One of the most anticipated features of BusinessObjects Enterprise XI 3.1 is the new LifeCycle Manager (LCM). In its first iteration, LCM is a separate web-based application from the CMC. According to David Brockington, who presented a breakout at the recent Global BusinessObjects Network user conference, the next release of BusinessObjects Enterprise (XI 3.2?, XI 4.0?, nobody’s telling) will integrate LCM into the Central Management Console as well as introduce additional features and platform support that just couldn’t fit into the inaugural release.

Getting Started with LCM

The LCM installation process was painless. We’re already using Tomcat as our web application server, so the default deployment was sufficient. Finding the documentation was a bit of a challenge. I’ve so far been unable to find LCM documentation on either the SAP Help Portal or SAP Support Portal. I also didn’t find it in an “obvious” installed location but did manage to locate the PDF files in the temporary directory used by the self-extracting zip download.
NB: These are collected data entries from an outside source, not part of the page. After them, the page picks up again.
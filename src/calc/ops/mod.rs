//! Arithmetic operators and result classification
//!
//! Submodules:
//! - `binary` — the seven two-operand operators
//! - `unary` — square root, factorial, reciprocal
//!
//! Domain faults are caught per operator before evaluation; overflow and the
//! like are caught here afterwards, from the formatted result text.

pub mod binary;
pub mod unary;

use crate::calc::errors::ResultError;

/// Classify a formatted result. Magnitude faults are detected from the text
/// the formatter produced, not the raw double, so the check stays in step
/// with what the display would show.
pub fn classify_result(text: &str) -> Result<(), ResultError> {
    match text {
        "inf" => Err(ResultError::Overflow),
        "-inf" => Err(ResultError::Underflow),
        "nan" => Err(ResultError::NotANumber),
        _ => Ok(()),
    }
}
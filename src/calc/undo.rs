//! Replay-based undo
//!
//! Undo never stores whole sessions. It drops the trailing event code from
//! the live frame (or the whole frame when it is empty), then rebuilds the
//! session by replaying the surviving frame from its baseline through the
//! ordinary transition logic, with recording suppressed.
//!
//! Two effects are not recomputable from event codes and get seeded from the
//! side caches instead: a unary result (formatting already clamped away the
//! input) and a segment-initial memory value (the register's history is not
//! in the frame). Everything after such a seed point replays normally; the
//! memory registers are positioned from the caches just before each replayed
//! stretch, so replayed stores and recalls walk them forward exactly as they
//! did live and end at the cache tails.

use crate::calc::engine::{Calculator, Slot};
use crate::calc::errors::{is_error_message, EventOutcome};
use crate::calc::events::{EventKind, MemorySlot};
use crate::calc::ops::binary::BinaryOp;
use crate::calc::ops::unary::UnaryOp;

/// Per-kind event counts for a segment, used to index the caches from their
/// tails when seeding an earlier segment.
#[derive(Debug, Default, Clone, Copy)]
struct SegmentCounts {
    unary: usize,
    memory1: usize,
    memory2: usize,
}

impl SegmentCounts {
    fn of(segment: &str) -> Self {
        SegmentCounts {
            unary: segment
                .chars()
                .filter(|c| UnaryOp::from_code(*c).is_some())
                .count(),
            memory1: segment.matches('M').count(),
            memory2: segment.matches('W').count(),
        }
    }
}

/// The register's value just before `upcoming` more events of its slot
/// replay: the cache entry that many slots back from the tail, or `None`
/// when the whole cache belongs to the upcoming events.
fn register_before(cache: &[String], upcoming: usize) -> Option<String> {
    cache.len().checked_sub(upcoming + 1).map(|i| cache[i].clone())
}

impl Calculator {
    pub(crate) fn on_undo(&mut self) -> EventOutcome {
        if self.log.current().events.is_empty() {
            if !self.log.pop_frame() {
                return EventOutcome::Rejected;
            }
        } else if let Some(code) = self.log.pop_event() {
            // Each unary/memory code owns one cache entry; drop it with the code.
            match code {
                'r' | '!' | 'i' => {
                    self.caches.unary_results.pop();
                }
                'M' => {
                    self.caches.memory1.pop();
                }
                'W' => {
                    self.caches.memory2.pop();
                }
                _ => {}
            }
        }
        self.rebuild_from_log();
        EventOutcome::Applied
    }

    /// Rebuild the whole session from the live frame.
    fn rebuild_from_log(&mut self) {
        let baseline = self.log.current().baseline.clone();
        let events = self.log.current().events.clone();

        self.has_error = is_error_message(&baseline);
        self.upper = baseline;
        self.lower.clear();
        self.pending_op = None;
        self.active = Slot::Upper;
        self.overwrite_pending = true;

        // The first binary code splits the frame into an upper and a lower
        // segment. Later binary codes only changed the pending operator, so
        // the lower segment replays without them and the last one is
        // re-issued to restore it.
        let (upper_seg, lower_raw) = match events.find(|c: char| BinaryOp::from_code(c).is_some())
        {
            Some(pos) => (&events[..pos], &events[pos..]),
            None => (events.as_str(), ""),
        };
        let lower_seg: String = lower_raw
            .chars()
            .filter(|c| BinaryOp::from_code(*c).is_none())
            .collect();

        self.replaying = true;
        self.replay_segment(upper_seg, SegmentCounts::of(&lower_seg));
        if !lower_raw.is_empty() {
            if let Some(op) = lower_raw.chars().rev().find_map(BinaryOp::from_code) {
                self.on_binary(op);
            }
            self.replay_segment(&lower_seg, SegmentCounts::default());
        }
        self.replaying = false;
    }

    /// Replay one segment, seeding from a cache where the segment's text is
    /// not recomputable. `later` counts the cache-owning events in segments
    /// that replay after this one; the caches are indexed from their tails.
    fn replay_segment(&mut self, segment: &str, later: SegmentCounts) {
        if let Some(pos) = segment.rfind(|c: char| UnaryOp::from_code(c).is_some()) {
            // Everything before the last unary result was overwritten by it.
            let idx = self.caches.unary_results.len() - later.unary - 1;
            let value = self.caches.unary_results[idx].clone();
            self.seed_active(value);
            self.replay_remainder(&segment[pos + 1..], later);
            return;
        }
        if let Some(slot) = segment.chars().next().and_then(MemorySlot::from_code) {
            let rest = &segment[1..];
            let trailing = rest.matches(slot.code()).count()
                + match slot {
                    MemorySlot::One => later.memory1,
                    MemorySlot::Two => later.memory2,
                };
            let cache = match slot {
                MemorySlot::One => &self.caches.memory1,
                MemorySlot::Two => &self.caches.memory2,
            };
            let value = cache[cache.len() - trailing - 1].clone();
            self.seed_active(value);
            self.replay_remainder(rest, later);
            return;
        }
        self.replay_remainder(segment, later);
    }

    /// Replay the recomputable tail of a segment. The registers are first
    /// positioned to their values just before the remainder, so a replayed
    /// memory event takes the same store-or-recall branch it took live and a
    /// replayed recall reads the value it read live.
    fn replay_remainder(&mut self, remainder: &str, later: SegmentCounts) {
        let upcoming1 = remainder.matches('M').count() + later.memory1;
        let upcoming2 = remainder.matches('W').count() + later.memory2;
        self.memory1 = register_before(&self.caches.memory1, upcoming1);
        self.memory2 = register_before(&self.caches.memory2, upcoming2);
        self.replay_events(remainder);
    }

    fn replay_events(&mut self, codes: &str) {
        for code in codes.chars() {
            if let Some(kind) = EventKind::decode(code) {
                self.apply_event(kind);
            }
        }
    }

    fn seed_active(&mut self, value: String) {
        self.has_error = is_error_message(&value);
        self.overwrite_pending = true;
        self.set_active_text(value);
    }
}
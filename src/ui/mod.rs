//! Terminal user interface built on [ratatui](https://github.com/ratatui-org/ratatui).
//!
//! The UI is organized into three layers:
//!
//! - **[`app`]** — application state and the keyboard event loop
//! - **[`panes`]** — stateless render functions for each visible pane
//!   (display, keypad legend, history, status bar)
//! - **[`theme`]** — centralized color palette used by all panes
//!
//! The entry point for consumers is [`App`]: construct it with a
//! [`Calculator`] and call [`App::run`] to start the event loop.
//!
//! [`Calculator`]: crate::calc::engine::Calculator
//! [`App::run`]: app::App::run

pub mod app;
pub mod panes;
pub mod theme;

pub use app::App;
//! Error taxonomy for calculator arithmetic

use std::error::Error;
use std::fmt;

/// Faults detectable from the operand values before evaluating.
#[derive(Debug, Clone, Copy, PartialEq, Eq)]
pub enum DomainError {
    ZeroToZeroPower,
    NegativeBaseFractionalPower,
    DivideByZero,
    LogOfNonPositive,
    ModuloByZero,
    NegativeRoot,
    NegativeFactorial,
    FactorialTooLarge,
    NonIntegerFactorial,
    ReciprocalOfZero,
}

impl fmt::Display for DomainError {
    fn fmt(&self, f: &mut fmt::Formatter<'_>) -> fmt::Result {
        let msg = match self {
            DomainError::ZeroToZeroPower => "0^0 error",
            DomainError::NegativeBaseFractionalPower => "neg power error",
            DomainError::DivideByZero => "divide by 0 error",
            DomainError::LogOfNonPositive => "log domain error",
            DomainError::ModuloByZero => "mod 0 error",
            DomainError::NegativeRoot => "neg root error",
            DomainError::NegativeFactorial => "neg factorial error",
            DomainError::FactorialTooLarge => "factorial size error",
            DomainError::NonIntegerFactorial => "dec factorial error",
            DomainError::ReciprocalOfZero => "inverse 0 error",
        };
        write!(f, "{}", msg)
    }
}

impl Error for DomainError {}

/// Faults detected from the formatted result text after evaluating.
#[derive(Debug, Clone, Copy, PartialEq, Eq)]
pub enum ResultError {
    Overflow,
    Underflow,
    NotANumber,
}

impl fmt::Display for ResultError {
    fn fmt(&self, f: &mut fmt::Formatter<'_>) -> fmt::Result {
        let msg = match self {
            ResultError::Overflow => "maximum size error",
            ResultError::Underflow => "minimum size error",
            ResultError::NotANumber => "nan error",
        };
        write!(f, "{}", msg)
    }
}

impl Error for ResultError {}

/// Any arithmetic fault a single event can raise.
#[derive(Debug, Clone, Copy, PartialEq, Eq)]
pub enum CalcError {
    Domain(DomainError),
    Result(ResultError),
}

impl fmt::Display for CalcError {
    fn fmt(&self, f: &mut fmt::Formatter<'_>) -> fmt::Result {
        match self {
            CalcError::Domain(e) => write!(f, "{}", e),
            CalcError::Result(e) => write!(f, "{}", e),
        }
    }
}

impl Error for CalcError {
    fn source(&self) -> Option<&(dyn Error + 'static)> {
        match self {
            CalcError::Domain(e) => Some(e),
            CalcError::Result(e) => Some(e),
        }
    }
}

impl From<DomainError> for CalcError {
    fn from(e: DomainError) -> Self {
        CalcError::Domain(e)
    }
}

impl From<ResultError> for CalcError {
    fn from(e: ResultError) -> Self {
        CalcError::Result(e)
    }
}

/// How the calculator disposed of an event.
///
/// `Rejected` events are dropped silently and never logged; `Errored` events
/// are logged and leave their message on the display.
#[derive(Debug, Clone, Copy, PartialEq, Eq)]
pub enum EventOutcome {
    Applied,
    Errored(CalcError),
    Rejected,
}

/// Whether `text` is one of the enumerated error messages. Frame baselines
/// can carry error text, so replay uses this to re-derive the error flag.
pub fn is_error_message(text: &str) -> bool {
    matches!(
        text,
        "0^0 error"
            | "neg power error"
            | "divide by 0 error"
            | "log domain error"
            | "mod 0 error"
            | "neg root error"
            | "neg factorial error"
            | "factorial size error"
            | "dec factorial error"
            | "inverse 0 error"
            | "maximum size error"
            | "minimum size error"
            | "nan error"
    )
}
On the security front, LCM shows up in the CMC as an application. By default, the Administrators group has Full Control and Everyone can View, which is ironic because Everyone cannot (thankfully) log onto LCM. Our pratice is to simply assign administrative users to the Administrator group, either directly or via a subgroup, so no special security tweaks were required to get going.
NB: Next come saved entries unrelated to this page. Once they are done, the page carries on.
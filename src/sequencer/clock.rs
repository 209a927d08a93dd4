// Clock - Transport clock abstraction over the audio-domain time source
// All scheduling math is expressed in seconds of this clock

use std::rc::Rc;
use std::sync::Arc;
use std::sync::OnceLock;
use std::sync::atomic::{AtomicU64, Ordering};
use std::time::Duration;

/// A monotonic, drift-free audio time source
///
/// Returns `None` until the underlying device is initialized (for example
/// before the first user gesture unlocks output).
pub trait AudioClock {
    /// Current audio time in seconds
    fn now(&self) -> Option<f64>;
}

/// Shared handle to the process-wide audio clock
///
/// Both schedulers hold a clone; the clock itself is injected, never looked
/// up ambiently.
#[derive(Clone)]
pub struct TransportClock {
    inner: Rc<dyn AudioClock>,
}

impl TransportClock {
    pub fn new(clock: impl AudioClock + 'static) -> Self {
        Self {
            inner: Rc::new(clock),
        }
    }

    /// Current audio time, `None` while the clock is not ready
    pub fn now(&self) -> Option<f64> {
        self.inner.now()
    }

    pub fn is_ready(&self) -> bool {
        self.inner.now().is_some()
    }

    /// Wall-clock delay until audio time `time`, zero if it already passed
    pub fn delay_until(&self, time: f64) -> Duration {
        match self.now() {
            Some(now) if time > now => Duration::from_secs_f64(time - now),
            _ => Duration::ZERO,
        }
    }
}

impl std::fmt::Debug for TransportClock {
    fn fmt(&self, f: &mut std::fmt::Formatter<'_>) -> std::fmt::Result {
        f.debug_struct("TransportClock")
            .field("now", &self.now())
            .finish()
    }
}

/// Sample-counting clock advanced by the audio callback
///
/// The output callback calls [`SampleClock::advance`] with the number of
/// frames it rendered; readers derive seconds from the frame count. The
/// clock reports not-ready until [`SampleClock::start`] sets a sample rate.
#[derive(Debug, Clone, Default)]
pub struct SampleClock {
    /// Frames rendered since start (incremented by audio callback)
    sample_position: Arc<AtomicU64>,
    /// Sample rate as f64 bits, 0 while not started
    sample_rate: Arc<AtomicU64>,
}

impl SampleClock {
    /// Create a clock that is not ready yet
    pub fn new() -> Self {
        Self::default()
    }

    /// Create a clock that is already running at `sample_rate`
    pub fn with_sample_rate(sample_rate: f64) -> Self {
        let clock = Self::new();
        clock.start(sample_rate);
        clock
    }

    /// Mark the device as initialized; ignored for non-positive rates
    pub fn start(&self, sample_rate: f64) {
        if sample_rate > 0.0 {
            self.sample_rate
                .store(sample_rate.to_bits(), Ordering::Release);
        }
    }

    /// Advance sample position (called from audio callback)
    pub fn advance(&self, frames: usize) {
        self.sample_position
            .fetch_add(frames as u64, Ordering::Relaxed);
    }

    /// Advance by a duration, rounded to whole frames
    pub fn advance_seconds(&self, seconds: f64) {
        if let Some(rate) = self.sample_rate() {
            self.advance((seconds * rate).round() as usize);
        }
    }

    /// Get current sample position
    pub fn current_sample(&self) -> u64 {
        self.sample_position.load(Ordering::Relaxed)
    }

    /// Sample rate, `None` until started
    pub fn sample_rate(&self) -> Option<f64> {
        let bits = self.sample_rate.load(Ordering::Acquire);
        (bits != 0).then(|| f64::from_bits(bits))
    }
}

impl AudioClock for SampleClock {
    fn now(&self) -> Option<f64> {
        self.sample_rate()
            .map(|rate| self.current_sample() as f64 / rate)
    }
}

/// Monotonic clock backed by the runtime's `Instant`
///
/// Uses `tokio::time::Instant` so paused-time tests see the same time the
/// poll loop sleeps against.
#[derive(Debug, Clone, Default)]
pub struct SystemClock {
    origin: Arc<OnceLock<tokio::time::Instant>>,
}

impl SystemClock {
    /// A clock that is ready immediately, reading 0.0 now
    pub fn running() -> Self {
        let clock = Self::suspended();
        clock.resume();
        clock
    }

    /// A clock that reports not-ready until [`SystemClock::resume`]
    pub fn suspended() -> Self {
        Self::default()
    }

    /// Initialize the clock; later calls keep the first origin
    pub fn resume(&self) {
        let _ = self.origin.get_or_init(tokio::time::Instant::now);
    }
}

impl AudioClock for SystemClock {
    fn now(&self) -> Option<f64> {
        self.origin
            .get()
            .map(|origin| origin.elapsed().as_secs_f64())
    }
}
The inaugural release of LCM utilizes the open-source Subversion as its version control system. Future releases will provide hooks into other version control systems such as IBM/Rational ClearCase. In addition, an unspecified future release of Business Objects Data Services (Data Integrator + Data Quality) will utilize LCM rather than its current stand-alone scheme of local and corporate repositories.

First Impressions

There are some interesting nuances in the UI that we’ll have to see how they play out in the next release. For example, promotion jobs can be organized into user defined folders. However, the movement of jobs is done using a “Cut and Paste” metaphor which is what InfoView XI 3.0/3.1 does, not the “Move/Copy” metaphor from the XI 3.0/XI 3.1 CMC. For whatever reason, I prefer “Move/Copy”, as it’s a single operation, rather than a two-step cut and paste.

Also, I find the workflow for mappings a bit awkward, but I’m grateful that the LCM already supports re-mapping universe connections, QaaWS service URLs (really pumped about this one), and Crystal Reports connections.

It also seems that the addition of CMC folders for QaaWS in XI 3.1 caught the LCM developers off guard. Everything works, but the QaaWS should have a tree control but doesn’t.

As you can see from the screenshot below, success was achievable without too much sweat.

We did have some minor glitches today. LCM appeared to become inoperative; however, the culprit was not LCM. The Administrator account that I was using was accidentally switched from named user back to concurrent (our environment has both license types). Since multiple team members use and abuse the Administrator account, I later learned that we were exceeding the number of concurrent users. The Administrator was switched from concurrent back to named user, and all was well. Don’t hold me to this, but it seems that LCM uses a LOT of connections, so you’ll probably want to run it as a named, not concurrent, user. I’ll need to spend time researching this topic further.

Overall, the LCM software developers and product managers are to be commended for getting so much thoughtful functionality into the first release of the product. As today was my first time using LCM, the purpose of this post is to provide my initial enthusiastic impressions. We will be utilizing LCM extensively through the remainder of the year and I’m sure I’ll have more to say later… Until then…

Dallas Marks

Dallas Marks

I am an analytics and cloud architect, author, and trainer. An AWS certified blogger, SAP Mentor Alumni and co-author of the SAP Press book SAP BusinessObjects Web Intelligence: The Comprehensive Guide, I prefer piano keyboards over computer keyboards when not blogging or tweeting.

11 thoughts on “Business Objects Lifecycle Manager – first impressions

  1. Hi Dallas,

    Thanks for the positive comments. We’ve made a note of some of the suggestions you’ve made for improvement and we’re looking forward to hearing more once you’ve had a chance to use it more.

    – Dave

  2. Good stuff Dallas, I like LCM too 🙂 Don’t move the LCM folder or you won’t be able to login. At least, that’s what I found with Enterprise XI 3.1..

    – Josh

  3. Hi Dallas,

    does LCM supports re-direct QaaWS URL’s, between environments ?

    Thanks

    Yoav

  4. Rearding the redirect of QaaWS between environments, LCM refers to this as “mapping”. Mapping is not only supported for QaaWS, but also for universe connections, business view connections, and Crystal Reports.

  5. Does anyone know if the LCM will be supported in the Edge series as well? 3.1 Edge was released two days ago.